=== WHAT THIS TASK INVOLVES ===
Please take the records that follow and repeat exactly the lines starting with the line with "use crate::config::ProviderSettings;" and going on through the line with "use crate::models::PromptRequest;".

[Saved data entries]
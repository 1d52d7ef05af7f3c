use crate::config::ProviderSettings;
use crate::converters::gemini::{GeminiContent, GeminiGenerationConfig, GeminiPart};
use crate::converters::helpers::{max_tokens_or_default, temperature_or_default};
use crate::models::PromptRequest;
use serde::{Deserialize, Serialize};

#[derive(Debug, Clone, PartialEq, Serialize, Deserialize)]
pub struct GeminiRequest {
    pub contents: Vec<GeminiContent>,
    #[serde(rename = "generationConfig")]
    #[serde(skip_serializing_if = "Option::is_none")]
    pub generation_config: Option<GeminiGenerationConfig>,
}

impl GeminiRequest {
    /// Single-turn request; the model is part of the URL, not the body.
    pub fn from_prompt(request: &PromptRequest, settings: &ProviderSettings) -> Self {
        let generation_config = settings.forward_sampling.then(|| GeminiGenerationConfig {
            temperature: Some(temperature_or_default(request, settings)),
            max_output_tokens: Some(max_tokens_or_default(request, settings)),
        });
        GeminiRequest {
            contents: vec![GeminiContent {
                role: None,
                parts: vec![GeminiPart::text(request.prompt.clone())],
            }],
            generation_config,
        }
    }
}

#[cfg(test)]
mod tests {
    use super::*;
    use crate::config::Provider;
    use serde_json::json;

    #[test]
    fn test_wire_shape_with_defaults() {
        let settings = ProviderSettings::defaults_for(Provider::Gemini);
        let req = GeminiRequest::from_prompt(&PromptRequest::new("2+2"), &settings);
        assert_eq!(
            serde_json::to_value(&req).unwrap(),
            json!({
                "contents": [{"parts": [{"text": "2+2"}]}],
                "generationConfig": {"temperature": 0.7, "maxOutputTokens": 512}
            })
        );
    }

    #[test]
    fn test_prompt_is_not_trimmed() {
        let settings = ProviderSettings::defaults_for(Provider::Gemini);
        let req = GeminiRequest::from_prompt(&PromptRequest::new("  hi \n"), &settings);
        let value = serde_json::to_value(&req).unwrap();
        assert_eq!(value["contents"][0]["parts"][0]["text"], "  hi \n");
    }

    #[test]
    fn test_sampling_can_be_disabled() {
        let mut settings = ProviderSettings::defaults_for(Provider::Gemini);
        settings.forward_sampling = false;
        let req = GeminiRequest::from_prompt(&PromptRequest::new("x").with_temperature(1.0), &settings);
        assert!(serde_json::to_value(&req).unwrap().get("generationConfig").is_none());
    }
}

=== OUTPUT FOR THIS EXERCISE ===
use crate::config::ProviderSettings;
use crate::converters::gemini::{GeminiContent, GeminiGenerationConfig, GeminiPart};
use crate::converters::helpers::{max_tokens_or_default, temperature_or_default};
use crate::models::PromptRequest;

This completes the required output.